### Your task
Return copies of the lines below that mention "source".

### Data excerpts
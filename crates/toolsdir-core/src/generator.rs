use std::path::{Path, PathBuf};
use std::process::{ExitStatus, Stdio};

use toolsdir_shell::Dialect;

use crate::config::GeneratorConfig;
use crate::error::{ActivationError, ConfigError};

/// Produces the activation script at a reserved path.
///
/// Implementations must pass `forwarded_args` on unchanged and report the
/// generator's exit code exactly.
pub trait GeneratorInvoker: Send + Sync {
    fn invoke(
        &self,
        temp_path: &Path,
        dialect: Dialect,
        forwarded_args: &[String],
    ) -> impl Future<Output = Result<i32, ActivationError>> + Send;
}

/// Runs an external generator program.
///
/// The generator's stdout is sent to our stderr so that the launcher's own
/// stdout carries nothing but the replay script.
#[derive(Debug, Clone)]
pub struct ProcessGenerator {
    program: String,
    leading_args: Vec<String>,
    working_directory: Option<PathBuf>,
}

impl ProcessGenerator {
    /// # Errors
    ///
    /// Returns [`ConfigError::Invalid`] if the command is empty.
    pub fn from_config(config: &GeneratorConfig) -> Result<Self, ConfigError> {
        let (program, leading_args) = config
            .command
            .split_first()
            .ok_or_else(|| ConfigError::Invalid("generator.command must name a program".into()))?;
        Ok(Self {
            program: program.clone(),
            leading_args: leading_args.to_vec(),
            working_directory: None,
        })
    }

    #[must_use]
    pub fn with_working_directory(mut self, directory: impl Into<PathBuf>) -> Self {
        self.working_directory = Some(directory.into());
        self
    }
}

impl GeneratorInvoker for ProcessGenerator {
    async fn invoke(
        &self,
        temp_path: &Path,
        dialect: Dialect,
        forwarded_args: &[String],
    ) -> Result<i32, ActivationError> {
        let mut cmd = tokio::process::Command::new(&self.program);
        cmd.args(&self.leading_args)
            .arg(temp_path)
            .arg(dialect.tag())
            .args(forwarded_args)
            .stdin(Stdio::inherit())
            .stdout(std::io::stderr())
            .stderr(Stdio::inherit());
        if let Some(dir) = &self.working_directory {
            cmd.current_dir(dir);
        }

        tracing::info!(
            program = %self.program,
            temp = %temp_path.display(),
            dialect = %dialect,
            "running generator"
        );
        let status = cmd
            .status()
            .await
            .map_err(|source| ActivationError::GeneratorSpawn {
                program: self.program.clone(),
                source,
            })?;
        let code = exit_code_of(status);
        tracing::debug!(code, "generator finished");
        Ok(code)
    }
}

/// Exit code of a finished child; a signal `n` maps to `128 + n` on unix.
pub(crate) fn exit_code_of(status: ExitStatus) -> i32 {
    if let Some(code) = status.code() {
        return code;
    }
    #[cfg(unix)]
    {
        use std::os::unix::process::ExitStatusExt;
        if let Some(signal) = status.signal() {
            return 128 + signal;
        }
    }
    1
}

### Response box
            .map_err(|source| ActivationError::GeneratorSpawn {
                source,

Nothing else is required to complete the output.